Update: By the end of the conference, the book remained at #6 on the best seller list although other top books get shuffled around. I finally got a JavaOne best seller under my belt! :) Here is the final tally:

Picture 1.png

Interests in JBoss Seam is Very High in JavaOne

Wednesday, May 9th, 2007

Last night, we had two Seam-related BoFs in JavaOne. Kito Mann and myself presented “Extend and Improve JSF with Seam” at 9pm, and then Petr Pisl and I presented “Rapid Seam App Development with NetBeans” at 10pm. Despite the late timing, the first BoF attracted around 150 to 200 people, and the latter one attracted around 80 people. That was more people than some afternoon technical sessions! I have presented on JavaOne BoFs for years and those were the best turn-outs I have seen. Seam is the way to go!

We will post more materials — slides, demos, and update software — from the sessions very soon (after I recover from all the partying in San Francisco! ;)). Stay tuned!

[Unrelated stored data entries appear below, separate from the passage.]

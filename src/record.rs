//! Override records written to the output file
//!
//! Each record is one line of five comma-separated fields:
//! `type,method,base type,is override,is public`. Booleans are written as
//! `True` / `False`. Fields are not escaped; type and method names never
//! contain commas or line breaks.

use std::fmt;

/// Override facts about one method of a documented type.
#[derive(Debug, Clone, PartialEq, Eq)]
pub struct MethodFact {
    /// The documented type the method was listed on
    pub declaring_type_name: String,
    pub method_name: String,
    /// Type holding the root of the method's override chain
    pub base_declaring_type_name: String,
    pub is_override: bool,
    pub is_public: bool,
}

/// Textual form used for booleans in records and property listings.
pub fn bool_text(value: bool) -> &'static str {
    if value { "True" } else { "False" }
}

/// Render `fact` as a single record line without a terminator.
pub fn format_record(fact: &MethodFact) -> String {
    fact.to_string()
}

impl fmt::Display for MethodFact {
    fn fmt(&self, f: &mut fmt::Formatter<'_>) -> fmt::Result {
        write!(
            f,
            "{},{},{},{},{}",
            self.declaring_type_name,
            self.method_name,
            self.base_declaring_type_name,
            bool_text(self.is_override),
            bool_text(self.is_public)
        )
    }
}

The Most Stolen Book in JavaOne?

Wednesday, May 9th, 2007

My new JBoss Seam book came out just in time for the JavaOne conference. The publisher (Prentice Hall) brought 5 copies of the book for display in their booth as well as in the Red Hat booth. Well, before the day’s end, we only have 2 copies left! The display copies are simply disappearing from the booth as people walked by! ;)

41vCXc6lGUL._AA240_.jpg

It is hard to imagine that people paying $5000+ to attend JavaOne would “steal” a $40 book on the show. They probably think that the display copies are vendor freebies? But then, this does not seem to happen to other books and certainly never happened in the vendor booths I had worked in the past 3 JavaOne conferences (we have books on display every year)!

Anyway, we will be running out of display copies very soon at this rate. But here is a tip: there are plenty copies in the JavaOne official book store — along side with my Java ME best seller “Enterprise J2ME”. So, bring it on! Go steal that book!

PS. That just remind me an episode a year ago when my “Nokia Smartphone Hacks” book made the “daily most downloaded book” on popular BitTorrent site Mininova. Well, I am flattered and offended at the same time!